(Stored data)
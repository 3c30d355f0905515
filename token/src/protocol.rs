//! The settlement-gated, authorization-checked operation surface.

use crate::auth::{AccessControl, Role};
use crate::error::ProtocolError;
use rebase_ledger::{AccrualLedger, BaseLedger, RateChanged};
use rebase_types::{Address, Timestamp, FULL_BALANCE};

/// Wraps the accrual engine with capability checks.
///
/// The engine itself settles every holder an operation touches before any
/// principal moves; this layer decides who may trigger which operation and
/// resolves the full-balance sentinel where the engine does not.
pub struct TransferProtocol<L: BaseLedger, A: AccessControl> {
    ledger: AccrualLedger<L>,
    auth: A,
}

impl<L: BaseLedger, A: AccessControl> TransferProtocol<L, A> {
    pub fn new(ledger: AccrualLedger<L>, auth: A) -> Self {
        Self { ledger, auth }
    }

    /// Read access to the wrapped engine. Mutation goes through the
    /// protocol's checked operations only.
    pub fn ledger(&self) -> &AccrualLedger<L> {
        &self.ledger
    }

    pub fn auth(&self) -> &A {
        &self.auth
    }

    // ── Queries ──────────────────────────────────────────────────────────

    pub fn effective_balance_of(
        &self,
        holder: &Address,
        now: Timestamp,
    ) -> Result<u128, ProtocolError> {
        Ok(self.ledger.effective_balance_of(holder, now)?)
    }

    pub fn principal_of(&self, holder: &Address) -> u128 {
        self.ledger.principal_of(holder)
    }

    pub fn holder_rate(&self, holder: &Address) -> u128 {
        self.ledger.holder_rate(holder)
    }

    pub fn global_rate(&self) -> u128 {
        self.ledger.global_rate()
    }

    pub fn allowance(&self, owner: &Address, spender: &Address) -> u128 {
        self.ledger.allowance(owner, spender)
    }

    // ── Privileged operations ────────────────────────────────────────────

    /// Mint `amount` to `to` at the supplied rate.
    ///
    /// Requires [`Role::MintAndBurn`]. The rate is only assigned when `to`
    /// holds nothing (see the engine's fund policy).
    pub fn mint(
        &mut self,
        caller: &Address,
        to: &Address,
        amount: u128,
        rate: u128,
        now: Timestamp,
    ) -> Result<(), ProtocolError> {
        self.require_role(caller, Role::MintAndBurn)?;
        self.ledger.fund(to, amount, rate, now)?;
        tracing::debug!(caller = %caller, to = %to, amount, rate, "minted");
        Ok(())
    }

    /// Burn `amount` from `from`. `FULL_BALANCE` burns the entire effective
    /// balance. Returns the resolved amount burned.
    ///
    /// Requires [`Role::MintAndBurn`].
    pub fn burn(
        &mut self,
        caller: &Address,
        from: &Address,
        amount: u128,
        now: Timestamp,
    ) -> Result<u128, ProtocolError> {
        self.require_role(caller, Role::MintAndBurn)?;
        let resolved = self.ledger.withdraw(from, amount, now)?;
        tracing::debug!(caller = %caller, from = %from, amount = resolved, "burned");
        Ok(resolved)
    }

    /// Lower the global rate for future depositors. Owner-only.
    pub fn set_global_rate(
        &mut self,
        caller: &Address,
        new_rate: u128,
    ) -> Result<RateChanged, ProtocolError> {
        self.require_owner(caller)?;
        let change = self.ledger.set_global_rate(new_rate)?;
        tracing::info!(
            previous = change.previous,
            new = change.new,
            "global rate changed"
        );
        Ok(change)
    }

    /// Grant a capability to an account. Owner-only.
    pub fn grant_role(
        &mut self,
        caller: &Address,
        role: Role,
        account: &Address,
    ) -> Result<(), ProtocolError> {
        self.require_owner(caller)?;
        self.auth.grant_role(role, account);
        tracing::info!(account = %account, ?role, "role granted");
        Ok(())
    }

    // ── Holder operations ────────────────────────────────────────────────

    /// Move value from `from` to `to`, settling both endpoints first.
    /// `FULL_BALANCE` moves the sender's entire effective balance.
    /// Returns the resolved amount moved.
    pub fn transfer(
        &mut self,
        from: &Address,
        to: &Address,
        amount: u128,
        now: Timestamp,
    ) -> Result<u128, ProtocolError> {
        Ok(self.ledger.move_value(from, to, amount, now)?)
    }

    /// Move value out of `from` on behalf of `spender`, consuming allowance.
    pub fn transfer_from(
        &mut self,
        spender: &Address,
        from: &Address,
        to: &Address,
        amount: u128,
        now: Timestamp,
    ) -> Result<u128, ProtocolError> {
        let resolved = if amount == FULL_BALANCE {
            self.ledger.effective_balance_of(from, now)?
        } else {
            amount
        };
        let approved = self.ledger.allowance(from, spender);
        if resolved > approved {
            return Err(ProtocolError::Ledger(
                rebase_ledger::LedgerError::InsufficientAllowance {
                    needed: resolved,
                    approved,
                },
            ));
        }
        let moved = self.ledger.move_value(from, to, resolved, now)?;
        self.ledger.spend_allowance(from, spender, moved)?;
        Ok(moved)
    }

    /// Set the allowance from `owner` to `spender`.
    pub fn approve(&mut self, owner: &Address, spender: &Address, amount: u128) {
        self.ledger.approve(owner, spender, amount);
    }

    // ── Capability checks ────────────────────────────────────────────────

    fn require_role(&self, caller: &Address, role: Role) -> Result<(), ProtocolError> {
        if self.auth.has_role(caller, role) {
            Ok(())
        } else {
            Err(ProtocolError::Unauthorized(caller.clone()))
        }
    }

    fn require_owner(&self, caller: &Address) -> Result<(), ProtocolError> {
        if self.auth.is_owner(caller) {
            Ok(())
        } else {
            Err(ProtocolError::Unauthorized(caller.clone()))
        }
    }
}
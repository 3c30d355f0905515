//! The custodial vault — a thin bridge between a base asset and the
//! accrual ledger.
//!
//! Deposits mint ledger units 1:1 at the current global rate; redemptions
//! burn ledger units and release the base asset 1:1. The vault never
//! touches interest rates or the ledger directly: everything goes through
//! the transfer protocol, and a failed asset release is compensated by
//! minting the burned amount back so ledger state and asset movement
//! succeed or fail together.

pub mod error;
pub mod transport;
pub mod vault;

pub use error::VaultError;
pub use transport::{AssetPool, AssetTransport, TransportError};
pub use vault::{Deposited, Redeemed, Vault};
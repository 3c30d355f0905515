use criterion::{black_box, criterion_group, criterion_main, BenchmarkId, Criterion};

use rebase_ledger::{AccrualLedger, MemoryLedger};
use rebase_types::{Address, Timestamp};

fn make_ledger_with_holders(n: usize) -> AccrualLedger<MemoryLedger> {
    let mut ledger = AccrualLedger::with_rate(MemoryLedger::new(), 50_000_000_000);
    for i in 0..n {
        let holder = Address::new(format!("holder-{i}"));
        ledger
            .fund(&holder, 1_000_000, ledger.global_rate(), Timestamp::new(0))
            .unwrap();
    }
    ledger
}

fn bench_effective_balance(c: &mut Criterion) {
    let mut group = c.benchmark_group("effective_balance");

    for holder_count in [1, 100, 10_000] {
        let ledger = make_ledger_with_holders(holder_count);
        let target = Address::new(format!("holder-{}", holder_count / 2));
        let now = Timestamp::new(86_400);

        group.bench_with_input(
            BenchmarkId::new("effective_balance_of", holder_count),
            &holder_count,
            |b, _| {
                b.iter(|| {
                    black_box(
                        ledger
                            .effective_balance_of(black_box(&target), black_box(now))
                            .unwrap(),
                    )
                });
            },
        );
    }

    group.finish();
}

fn bench_settle(c: &mut Criterion) {
    let mut group = c.benchmark_group("settle");
    let mut ledger = make_ledger_with_holders(1_000);
    let target = Address::new("holder-500");

    let mut t = 1u64;
    group.bench_function("settle_single_holder", |b| {
        b.iter(|| {
            t += 1;
            black_box(ledger.settle(black_box(&target), Timestamp::new(t)).unwrap())
        });
    });

    group.finish();
}

fn bench_move_value(c: &mut Criterion) {
    let mut group = c.benchmark_group("move_value");
    let mut ledger = make_ledger_with_holders(1_000);
    let a = Address::new("holder-1");
    let b_addr = Address::new("holder-2");

    let mut t = 1u64;
    group.bench_function("move_value_1_unit", |b| {
        b.iter(|| {
            t += 1;
            black_box(
                ledger
                    .move_value(black_box(&a), black_box(&b_addr), 1, Timestamp::new(t))
                    .unwrap(),
            )
        });
    });

    group.finish();
}

criterion_group!(
    benches,
    bench_effective_balance,
    bench_settle,
    bench_move_value
);
criterion_main!(benches);
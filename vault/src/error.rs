//! Vault-specific errors.

use rebase_token::ProtocolError;
use thiserror::Error;

#[derive(Debug, Error)]
pub enum VaultError {
    #[error("asset release failed: {0}")]
    AssetReleaseFailed(String),

    #[error("asset intake failed: {0}")]
    AssetIntakeFailed(String),

    #[error(transparent)]
    Protocol(#[from] ProtocolError),
}
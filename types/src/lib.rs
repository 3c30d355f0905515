//! Fundamental types for the rebase protocol.
//!
//! This crate defines the core types shared across every other crate in the
//! workspace: holder addresses, timestamps, and protocol parameters.

pub mod address;
pub mod params;
pub mod time;

pub use address::Address;
pub use params::{FULL_BALANCE, INITIAL_GLOBAL_RATE, PRECISION_FACTOR};
pub use time::Timestamp;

YOUR OBJECTIVE. Only those lines of the entries above that run from the line containing "fn make_ledger_with_holders(n: usize)" to the line containing "let ledger = make_ledger_with_holders(holder_count);", both included, should be transcribed exactly.

RESULT OF THE TASK.
fn make_ledger_with_holders(n: usize) -> AccrualLedger<MemoryLedger> {
    let mut ledger = AccrualLedger::with_rate(MemoryLedger::new(), 50_000_000_000);
    for i in 0..n {
        let holder = Address::new(format!("holder-{i}"));
        ledger
            .fund(&holder, 1_000_000, ledger.global_rate(), Timestamp::new(0))
            .unwrap();
    }
    ledger
}

fn bench_effective_balance(c: &mut Criterion) {
    let mut group = c.benchmark_group("effective_balance");

    for holder_count in [1, 100, 10_000] {
        let ledger = make_ledger_with_holders(holder_count);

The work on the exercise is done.